:: What you will do ::
Exercise in exact copying. Transcribe every entry that follows, word for word.

[Dataset content — start]

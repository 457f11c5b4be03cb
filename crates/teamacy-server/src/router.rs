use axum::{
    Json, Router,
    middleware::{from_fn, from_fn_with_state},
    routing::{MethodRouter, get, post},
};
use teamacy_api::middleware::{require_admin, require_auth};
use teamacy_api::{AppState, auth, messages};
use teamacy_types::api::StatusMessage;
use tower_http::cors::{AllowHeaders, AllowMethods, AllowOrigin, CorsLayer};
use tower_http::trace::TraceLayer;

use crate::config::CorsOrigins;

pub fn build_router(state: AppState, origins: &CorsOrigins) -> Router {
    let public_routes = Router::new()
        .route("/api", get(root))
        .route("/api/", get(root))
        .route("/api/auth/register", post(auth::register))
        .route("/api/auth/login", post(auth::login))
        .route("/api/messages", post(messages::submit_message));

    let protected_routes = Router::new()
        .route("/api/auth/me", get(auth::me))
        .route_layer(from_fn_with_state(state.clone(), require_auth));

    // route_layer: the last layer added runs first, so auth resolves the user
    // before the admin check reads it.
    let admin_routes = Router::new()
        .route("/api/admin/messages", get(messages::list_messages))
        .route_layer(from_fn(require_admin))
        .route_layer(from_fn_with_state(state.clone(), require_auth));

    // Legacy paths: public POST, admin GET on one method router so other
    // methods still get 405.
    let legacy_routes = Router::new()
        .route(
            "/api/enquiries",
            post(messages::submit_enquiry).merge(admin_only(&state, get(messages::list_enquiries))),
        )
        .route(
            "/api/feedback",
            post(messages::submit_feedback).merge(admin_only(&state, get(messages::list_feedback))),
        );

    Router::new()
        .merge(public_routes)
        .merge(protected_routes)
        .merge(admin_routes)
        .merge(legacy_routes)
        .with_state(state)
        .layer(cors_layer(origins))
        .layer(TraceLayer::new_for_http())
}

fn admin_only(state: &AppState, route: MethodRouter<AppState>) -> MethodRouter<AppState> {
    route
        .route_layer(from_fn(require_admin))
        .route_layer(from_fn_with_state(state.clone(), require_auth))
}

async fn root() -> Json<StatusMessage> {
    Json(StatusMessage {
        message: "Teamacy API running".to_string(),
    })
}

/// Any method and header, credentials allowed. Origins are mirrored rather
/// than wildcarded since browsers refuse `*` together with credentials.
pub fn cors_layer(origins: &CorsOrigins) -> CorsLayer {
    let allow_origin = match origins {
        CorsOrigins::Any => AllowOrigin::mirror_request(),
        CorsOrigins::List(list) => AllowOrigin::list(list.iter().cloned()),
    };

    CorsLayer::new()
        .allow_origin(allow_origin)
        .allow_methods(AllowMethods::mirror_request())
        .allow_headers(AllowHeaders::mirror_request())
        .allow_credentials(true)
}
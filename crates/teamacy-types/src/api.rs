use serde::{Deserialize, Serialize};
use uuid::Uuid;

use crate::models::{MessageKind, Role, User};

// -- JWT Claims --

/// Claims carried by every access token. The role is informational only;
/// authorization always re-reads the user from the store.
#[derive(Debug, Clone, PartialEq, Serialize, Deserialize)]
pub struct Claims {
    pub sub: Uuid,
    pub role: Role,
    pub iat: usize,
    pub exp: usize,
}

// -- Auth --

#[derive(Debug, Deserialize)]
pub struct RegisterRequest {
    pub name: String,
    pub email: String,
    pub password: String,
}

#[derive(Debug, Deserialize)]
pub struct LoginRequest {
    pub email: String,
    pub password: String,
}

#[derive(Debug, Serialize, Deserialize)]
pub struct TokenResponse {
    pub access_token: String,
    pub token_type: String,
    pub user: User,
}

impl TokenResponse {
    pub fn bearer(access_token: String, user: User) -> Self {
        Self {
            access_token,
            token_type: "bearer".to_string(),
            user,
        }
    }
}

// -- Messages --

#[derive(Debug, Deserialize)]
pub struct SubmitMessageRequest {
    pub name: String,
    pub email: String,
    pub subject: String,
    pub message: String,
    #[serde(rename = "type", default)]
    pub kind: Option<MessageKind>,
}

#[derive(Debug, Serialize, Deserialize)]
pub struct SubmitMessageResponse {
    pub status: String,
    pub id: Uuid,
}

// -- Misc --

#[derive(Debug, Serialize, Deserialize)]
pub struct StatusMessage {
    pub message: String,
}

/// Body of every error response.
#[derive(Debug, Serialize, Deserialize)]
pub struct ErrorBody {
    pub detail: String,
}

[Dataset content — finish]

:: Output for this exercise ::
repository 457f11c5b4be03cb
filename crates/teamacy-server/src/router.rs
use axum::{
    Json, Router,
    middleware::{from_fn, from_fn_with_state},
    routing::{MethodRouter, get, post},
};
use teamacy_api::middleware::{require_admin, require_auth};
use teamacy_api::{AppState, auth, messages};
use teamacy_types::api::StatusMessage;
use tower_http::cors::{AllowHeaders, AllowMethods, AllowOrigin, CorsLayer};
use tower_http::trace::TraceLayer;

use crate::config::CorsOrigins;

pub fn build_router(state: AppState, origins: &CorsOrigins) -> Router {
    let public_routes = Router::new()
        .route("/api", get(root))
        .route("/api/", get(root))
        .route("/api/auth/register", post(auth::register))
        .route("/api/auth/login", post(auth::login))
        .route("/api/messages", post(messages::submit_message));

    let protected_routes = Router::new()
        .route("/api/auth/me", get(auth::me))
        .route_layer(from_fn_with_state(state.clone(), require_auth));

    // route_layer: the last layer added runs first, so auth resolves the user
    // before the admin check reads it.
    let admin_routes = Router::new()
        .route("/api/admin/messages", get(messages::list_messages))
        .route_layer(from_fn(require_admin))
        .route_layer(from_fn_with_state(state.clone(), require_auth));

    // Legacy paths: public POST, admin GET on one method router so other
    // methods still get 405.
    let legacy_routes = Router::new()
        .route(
            "/api/enquiries",
            post(messages::submit_enquiry).merge(admin_only(&state, get(messages::list_enquiries))),
        )
        .route(
            "/api/feedback",
            post(messages::submit_feedback).merge(admin_only(&state, get(messages::list_feedback))),
        );

    Router::new()
        .merge(public_routes)
        .merge(protected_routes)
        .merge(admin_routes)
        .merge(legacy_routes)
        .with_state(state)
        .layer(cors_layer(origins))
        .layer(TraceLayer::new_for_http())
}

fn admin_only(state: &AppState, route: MethodRouter<AppState>) -> MethodRouter<AppState> {
    route
        .route_layer(from_fn(require_admin))
        .route_layer(from_fn_with_state(state.clone(), require_auth))
}

async fn root() -> Json<StatusMessage> {
    Json(StatusMessage {
        message: "Teamacy API running".to_string(),
    })
}

/// Any method and header, credentials allowed. Origins are mirrored rather
/// than wildcarded since browsers refuse `*` together with credentials.
pub fn cors_layer(origins: &CorsOrigins) -> CorsLayer {
    let allow_origin = match origins {
        CorsOrigins::Any => AllowOrigin::mirror_request(),
        CorsOrigins::List(list) => AllowOrigin::list(list.iter().cloned()),
    };

    CorsLayer::new()
        .allow_origin(allow_origin)
        .allow_methods(AllowMethods::mirror_request())
        .allow_headers(AllowHeaders::mirror_request())
        .allow_credentials(true)
}
filename crates/teamacy-types/src/api.rs
use serde::{Deserialize, Serialize};
use uuid::Uuid;

use crate::models::{MessageKind, Role, User};

// -- JWT Claims --

/// Claims carried by every access token. The role is informational only;
/// authorization always re-reads the user from the store.
#[derive(Debug, Clone, PartialEq, Serialize, Deserialize)]
pub struct Claims {
    pub sub: Uuid,
    pub role: Role,
    pub iat: usize,
    pub exp: usize,
}

// -- Auth --

#[derive(Debug, Deserialize)]
pub struct RegisterRequest {
    pub name: String,
    pub email: String,
    pub password: String,
}

#[derive(Debug, Deserialize)]
pub struct LoginRequest {
    pub email: String,
    pub password: String,
}

#[derive(Debug, Serialize, Deserialize)]
pub struct TokenResponse {
    pub access_token: String,
    pub token_type: String,
    pub user: User,
}

impl TokenResponse {
    pub fn bearer(access_token: String, user: User) -> Self {
        Self {
            access_token,
            token_type: "bearer".to_string(),
            user,
        }
    }
}

// -- Messages --

#[derive(Debug, Deserialize)]
pub struct SubmitMessageRequest {
    pub name: String,
    pub email: String,
    pub subject: String,
    pub message: String,
    #[serde(rename = "type", default)]
    pub kind: Option<MessageKind>,
}

#[derive(Debug, Serialize, Deserialize)]
pub struct SubmitMessageResponse {
    pub status: String,
    pub id: Uuid,
}

// -- Misc --

#[derive(Debug, Serialize, Deserialize)]
pub struct StatusMessage {
    pub message: String,
}

/// Body of every error response.
#[derive(Debug, Serialize, Deserialize)]
pub struct ErrorBody {
    pub detail: String,
}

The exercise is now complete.